# [TO DO]
Please work out how many lines in the records below include the word "transactions", and reply with that number only.

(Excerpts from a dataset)
= = = =

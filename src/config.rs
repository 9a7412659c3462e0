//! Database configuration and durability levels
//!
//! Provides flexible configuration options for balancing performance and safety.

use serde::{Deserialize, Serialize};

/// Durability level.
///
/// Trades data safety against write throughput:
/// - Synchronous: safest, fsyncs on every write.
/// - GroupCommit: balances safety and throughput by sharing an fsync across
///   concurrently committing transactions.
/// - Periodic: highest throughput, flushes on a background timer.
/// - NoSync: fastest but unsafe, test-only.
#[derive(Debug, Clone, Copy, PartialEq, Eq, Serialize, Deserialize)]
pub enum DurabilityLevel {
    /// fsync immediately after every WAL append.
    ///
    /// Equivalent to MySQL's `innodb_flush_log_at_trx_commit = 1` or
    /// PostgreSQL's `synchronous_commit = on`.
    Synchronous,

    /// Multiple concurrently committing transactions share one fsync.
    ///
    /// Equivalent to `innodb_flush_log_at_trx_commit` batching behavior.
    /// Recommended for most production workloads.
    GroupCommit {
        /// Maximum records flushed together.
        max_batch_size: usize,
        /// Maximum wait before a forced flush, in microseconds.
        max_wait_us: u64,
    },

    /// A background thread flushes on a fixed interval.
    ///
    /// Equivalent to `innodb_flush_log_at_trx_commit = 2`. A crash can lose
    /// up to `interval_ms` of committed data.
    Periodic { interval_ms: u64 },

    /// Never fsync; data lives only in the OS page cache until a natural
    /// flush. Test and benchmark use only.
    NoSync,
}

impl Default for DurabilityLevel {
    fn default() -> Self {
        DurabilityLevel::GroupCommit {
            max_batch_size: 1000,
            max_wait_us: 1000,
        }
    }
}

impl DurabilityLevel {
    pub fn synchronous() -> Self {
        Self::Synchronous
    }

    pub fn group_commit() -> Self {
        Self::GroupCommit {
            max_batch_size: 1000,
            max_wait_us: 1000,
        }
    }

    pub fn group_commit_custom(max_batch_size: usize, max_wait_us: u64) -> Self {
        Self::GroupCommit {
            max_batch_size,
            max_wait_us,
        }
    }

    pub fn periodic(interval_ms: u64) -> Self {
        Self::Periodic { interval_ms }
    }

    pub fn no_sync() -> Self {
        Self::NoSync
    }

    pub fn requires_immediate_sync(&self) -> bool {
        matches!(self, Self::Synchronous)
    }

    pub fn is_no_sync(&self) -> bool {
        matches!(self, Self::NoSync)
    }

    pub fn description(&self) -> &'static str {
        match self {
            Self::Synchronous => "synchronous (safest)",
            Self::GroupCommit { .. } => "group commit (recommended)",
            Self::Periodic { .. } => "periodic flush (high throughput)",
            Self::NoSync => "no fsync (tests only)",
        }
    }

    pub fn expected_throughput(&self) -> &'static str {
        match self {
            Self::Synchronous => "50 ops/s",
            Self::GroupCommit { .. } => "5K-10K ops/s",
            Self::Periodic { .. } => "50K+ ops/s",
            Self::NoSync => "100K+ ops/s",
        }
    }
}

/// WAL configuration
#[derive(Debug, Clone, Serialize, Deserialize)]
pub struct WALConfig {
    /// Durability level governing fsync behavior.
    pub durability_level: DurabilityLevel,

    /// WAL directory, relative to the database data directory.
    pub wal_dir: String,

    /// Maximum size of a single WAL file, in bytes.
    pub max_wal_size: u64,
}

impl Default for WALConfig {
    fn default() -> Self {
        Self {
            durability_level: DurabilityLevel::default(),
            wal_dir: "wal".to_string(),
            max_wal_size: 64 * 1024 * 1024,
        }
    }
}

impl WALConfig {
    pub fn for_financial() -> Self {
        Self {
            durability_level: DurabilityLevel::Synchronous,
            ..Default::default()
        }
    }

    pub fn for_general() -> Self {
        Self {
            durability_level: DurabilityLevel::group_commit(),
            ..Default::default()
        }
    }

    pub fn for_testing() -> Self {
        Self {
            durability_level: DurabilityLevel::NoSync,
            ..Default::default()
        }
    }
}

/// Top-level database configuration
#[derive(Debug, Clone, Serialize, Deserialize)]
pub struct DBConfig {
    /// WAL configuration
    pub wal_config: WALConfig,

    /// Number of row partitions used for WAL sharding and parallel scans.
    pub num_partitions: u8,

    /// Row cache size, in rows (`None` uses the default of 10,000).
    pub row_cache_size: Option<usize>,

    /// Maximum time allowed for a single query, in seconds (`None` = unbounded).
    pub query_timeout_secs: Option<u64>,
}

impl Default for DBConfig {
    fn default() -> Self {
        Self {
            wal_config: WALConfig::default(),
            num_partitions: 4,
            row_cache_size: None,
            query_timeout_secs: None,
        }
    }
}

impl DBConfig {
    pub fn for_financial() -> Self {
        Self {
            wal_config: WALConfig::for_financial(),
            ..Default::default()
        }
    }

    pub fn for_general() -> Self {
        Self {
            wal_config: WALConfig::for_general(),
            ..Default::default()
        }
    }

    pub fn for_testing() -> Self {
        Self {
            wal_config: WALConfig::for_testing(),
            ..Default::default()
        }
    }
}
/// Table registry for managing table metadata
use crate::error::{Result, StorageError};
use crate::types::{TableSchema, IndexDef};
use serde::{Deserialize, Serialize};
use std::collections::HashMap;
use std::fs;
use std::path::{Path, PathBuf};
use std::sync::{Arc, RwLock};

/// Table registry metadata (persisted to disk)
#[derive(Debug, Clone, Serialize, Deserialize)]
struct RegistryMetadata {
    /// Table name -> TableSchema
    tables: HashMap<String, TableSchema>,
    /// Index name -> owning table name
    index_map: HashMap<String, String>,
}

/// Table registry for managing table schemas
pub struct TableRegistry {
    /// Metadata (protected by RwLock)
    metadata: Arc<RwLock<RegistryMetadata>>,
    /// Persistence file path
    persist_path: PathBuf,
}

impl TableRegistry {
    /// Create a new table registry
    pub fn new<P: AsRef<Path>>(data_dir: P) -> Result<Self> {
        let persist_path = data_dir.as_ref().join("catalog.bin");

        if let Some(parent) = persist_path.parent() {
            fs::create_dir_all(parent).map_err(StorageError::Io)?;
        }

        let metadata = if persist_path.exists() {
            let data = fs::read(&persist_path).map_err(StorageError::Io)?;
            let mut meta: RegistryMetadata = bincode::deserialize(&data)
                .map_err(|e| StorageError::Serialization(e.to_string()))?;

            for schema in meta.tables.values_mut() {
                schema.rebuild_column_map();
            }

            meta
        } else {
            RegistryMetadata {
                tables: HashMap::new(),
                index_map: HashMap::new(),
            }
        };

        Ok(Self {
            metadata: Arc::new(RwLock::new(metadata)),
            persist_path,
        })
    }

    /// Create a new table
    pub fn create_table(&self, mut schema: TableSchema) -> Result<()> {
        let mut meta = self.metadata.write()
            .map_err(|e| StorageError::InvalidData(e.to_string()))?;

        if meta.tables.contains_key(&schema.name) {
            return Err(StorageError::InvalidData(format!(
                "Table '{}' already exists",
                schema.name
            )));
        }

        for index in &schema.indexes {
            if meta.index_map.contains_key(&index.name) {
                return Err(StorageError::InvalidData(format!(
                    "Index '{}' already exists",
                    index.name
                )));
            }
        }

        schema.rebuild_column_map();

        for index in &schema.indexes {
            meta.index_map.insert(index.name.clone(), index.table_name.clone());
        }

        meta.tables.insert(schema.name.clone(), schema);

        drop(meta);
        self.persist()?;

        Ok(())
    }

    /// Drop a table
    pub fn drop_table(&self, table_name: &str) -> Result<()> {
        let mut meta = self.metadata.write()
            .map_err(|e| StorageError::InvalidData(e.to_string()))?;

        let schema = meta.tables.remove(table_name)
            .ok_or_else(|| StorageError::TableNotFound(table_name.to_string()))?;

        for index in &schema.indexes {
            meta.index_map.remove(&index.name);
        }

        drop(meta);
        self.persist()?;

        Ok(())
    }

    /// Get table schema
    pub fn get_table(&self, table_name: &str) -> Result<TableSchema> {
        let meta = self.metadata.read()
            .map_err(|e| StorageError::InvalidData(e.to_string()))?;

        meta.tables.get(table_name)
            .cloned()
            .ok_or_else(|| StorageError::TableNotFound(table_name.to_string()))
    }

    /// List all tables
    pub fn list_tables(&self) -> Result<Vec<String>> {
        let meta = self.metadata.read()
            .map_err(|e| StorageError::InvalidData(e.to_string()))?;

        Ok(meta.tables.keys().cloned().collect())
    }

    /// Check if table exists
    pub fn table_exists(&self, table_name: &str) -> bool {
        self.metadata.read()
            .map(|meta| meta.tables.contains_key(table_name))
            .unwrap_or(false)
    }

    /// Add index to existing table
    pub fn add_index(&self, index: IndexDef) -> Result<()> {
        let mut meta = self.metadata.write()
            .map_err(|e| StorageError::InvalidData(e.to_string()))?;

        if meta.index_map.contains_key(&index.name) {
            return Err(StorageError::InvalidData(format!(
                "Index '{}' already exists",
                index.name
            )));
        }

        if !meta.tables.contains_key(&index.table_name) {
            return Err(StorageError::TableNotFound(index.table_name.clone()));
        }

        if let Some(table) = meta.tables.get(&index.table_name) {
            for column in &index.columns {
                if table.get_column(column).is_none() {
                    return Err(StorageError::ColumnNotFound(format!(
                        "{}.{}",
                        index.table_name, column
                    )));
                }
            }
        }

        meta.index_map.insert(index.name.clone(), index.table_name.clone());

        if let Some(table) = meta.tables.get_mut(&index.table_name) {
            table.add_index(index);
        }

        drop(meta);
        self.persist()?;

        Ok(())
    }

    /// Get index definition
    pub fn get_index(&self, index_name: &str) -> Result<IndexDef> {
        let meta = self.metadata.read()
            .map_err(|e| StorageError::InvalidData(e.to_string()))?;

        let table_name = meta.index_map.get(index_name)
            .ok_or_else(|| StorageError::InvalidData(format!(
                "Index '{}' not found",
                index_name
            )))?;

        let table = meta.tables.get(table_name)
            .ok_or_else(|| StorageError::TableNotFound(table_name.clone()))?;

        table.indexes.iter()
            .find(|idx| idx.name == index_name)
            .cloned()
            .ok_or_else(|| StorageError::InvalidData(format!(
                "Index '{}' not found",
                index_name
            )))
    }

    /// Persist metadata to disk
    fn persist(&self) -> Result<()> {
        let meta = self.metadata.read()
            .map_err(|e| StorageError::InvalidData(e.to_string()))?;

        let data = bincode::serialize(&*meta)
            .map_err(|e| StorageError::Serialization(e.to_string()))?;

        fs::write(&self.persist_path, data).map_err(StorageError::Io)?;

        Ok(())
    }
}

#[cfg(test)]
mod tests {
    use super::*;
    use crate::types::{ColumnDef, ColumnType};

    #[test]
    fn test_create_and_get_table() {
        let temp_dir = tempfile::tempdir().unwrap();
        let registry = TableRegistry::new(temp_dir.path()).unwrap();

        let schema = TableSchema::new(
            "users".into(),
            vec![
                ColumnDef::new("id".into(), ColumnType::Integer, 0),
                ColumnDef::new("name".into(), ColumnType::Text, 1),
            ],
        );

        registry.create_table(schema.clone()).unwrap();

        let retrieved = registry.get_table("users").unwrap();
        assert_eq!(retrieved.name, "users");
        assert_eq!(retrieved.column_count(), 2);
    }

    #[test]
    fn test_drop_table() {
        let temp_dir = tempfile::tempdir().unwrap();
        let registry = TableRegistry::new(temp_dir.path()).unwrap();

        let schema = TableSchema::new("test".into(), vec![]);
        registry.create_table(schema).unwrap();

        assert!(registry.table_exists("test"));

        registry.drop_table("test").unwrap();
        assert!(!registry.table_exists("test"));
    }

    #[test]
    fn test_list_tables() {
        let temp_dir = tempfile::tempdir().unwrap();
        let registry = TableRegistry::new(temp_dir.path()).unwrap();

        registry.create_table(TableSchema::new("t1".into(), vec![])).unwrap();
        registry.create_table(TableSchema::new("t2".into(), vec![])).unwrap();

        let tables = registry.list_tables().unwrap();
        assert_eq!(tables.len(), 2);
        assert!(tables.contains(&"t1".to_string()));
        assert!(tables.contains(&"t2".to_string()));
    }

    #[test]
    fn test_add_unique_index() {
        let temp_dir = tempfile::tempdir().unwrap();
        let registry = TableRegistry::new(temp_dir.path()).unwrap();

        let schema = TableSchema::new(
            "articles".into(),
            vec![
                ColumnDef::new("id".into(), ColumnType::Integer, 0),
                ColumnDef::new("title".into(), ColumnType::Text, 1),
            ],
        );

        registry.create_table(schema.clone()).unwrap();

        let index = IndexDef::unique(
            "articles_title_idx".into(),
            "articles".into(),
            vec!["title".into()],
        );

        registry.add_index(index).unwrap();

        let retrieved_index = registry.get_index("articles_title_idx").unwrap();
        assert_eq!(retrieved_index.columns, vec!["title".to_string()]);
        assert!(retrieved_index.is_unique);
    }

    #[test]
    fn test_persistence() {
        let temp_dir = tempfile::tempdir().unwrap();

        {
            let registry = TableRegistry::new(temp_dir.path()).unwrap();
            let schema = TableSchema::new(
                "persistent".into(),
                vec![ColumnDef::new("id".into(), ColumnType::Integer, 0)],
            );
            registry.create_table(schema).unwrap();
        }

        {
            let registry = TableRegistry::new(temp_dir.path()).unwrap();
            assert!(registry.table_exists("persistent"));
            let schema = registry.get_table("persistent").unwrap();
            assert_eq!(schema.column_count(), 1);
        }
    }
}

= = = =

# [YOUR RESPONSE]
2